O ator Jim Caviezel interpretou Jesus no filme 'A Paixão de Cristo', de 2004, dirigido por Mel Gibson |
No Brasil, o Jesus "europeu"
convive hoje com imagens de um Cristo mais próximo dos fiéis, como
nas obras de Cláudio Pastro (1948-2016), considerado o artista sacro
mais importante do país desde Aleijadinho. Responsável por painéis,
vitrais e pinturas do interior do Santuário Nacional de Aparecida,
Pastro sempre pintou Cristo com rostos populares brasileiros.
Para
quem acredita nas mensagens de Jesus, entretanto, suas feições
reais pouco importam. "Nunca me ocupei diretamente da aparência
física de Jesus.
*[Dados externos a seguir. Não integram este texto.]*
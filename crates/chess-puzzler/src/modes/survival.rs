//! Survival: keep solving until the lives run out.

use std::sync::Arc;

use rand::RngCore;
use serde::{Deserialize, Serialize};
use tracing::debug;

use super::{ModeController, ModeKind, RatingRamp, RunHistory, RunStats};
use crate::puzzle::Puzzle;
use crate::rating::RatingChange;
use crate::selector::Selector;
use crate::session::Attempt;

#[derive(Debug, Clone, Copy, PartialEq, Eq, Serialize, Deserialize)]
#[serde(rename_all = "camelCase")]
pub struct SurvivalConfig {
    pub lives: u32,
    pub ramp: RatingRamp,
}

impl Default for SurvivalConfig {
    fn default() -> Self {
        Self {
            lives: 3,
            ramp: RatingRamp::default(),
        }
    }
}

#[derive(Debug, Clone)]
pub struct Survival {
    config: SurvivalConfig,
    lives_left: u32,
    history: RunHistory,
    stats: RunStats,
}

impl Survival {
    pub fn new(config: SurvivalConfig) -> Self {
        Self {
            lives_left: config.lives,
            config,
            history: RunHistory::default(),
            stats: RunStats::default(),
        }
    }

    pub fn lives_left(&self) -> u32 {
        self.lives_left
    }

    pub fn target_rating(&self) -> i32 {
        self.config.ramp.target(self.stats.solved)
    }
}

impl ModeController for Survival {
    fn kind(&self) -> ModeKind {
        ModeKind::Survival
    }

    fn next_puzzle(&mut self, selector: &Selector<'_>, rng: &mut dyn RngCore) -> Option<Arc<Puzzle>> {
        if self.is_over() {
            return None;
        }
        let base = self.config.ramp.filters(self.stats.solved);
        let selection = self.history.draw(selector, base, rng)?;
        Some(self.history.serve(selection))
    }

    fn record(&mut self, attempt: &Attempt) -> Option<RatingChange> {
        self.stats.record(attempt.solved);
        if !attempt.solved {
            self.lives_left = self.lives_left.saturating_sub(1);
            debug!(lives_left = self.lives_left, "Survival life lost");
        }
        None
    }

    fn is_over(&self) -> bool {
        self.lives_left == 0
    }

    fn stats(&self) -> &RunStats {
        &self.stats
    }
}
Na verdade, a fisionomia física de Jesus não tem
tanta importância quanto o ar que transfigurava de seu olhar e
gestos, irradiando a misericórdia de Deus, face humana do Espírito
que o habitava em plenitude. Fisionomia bem conhecida do coração
dos que nele creem", diz o teólogo Francisco Catão, autor do
livro Catecismo e Catequese, entre outros.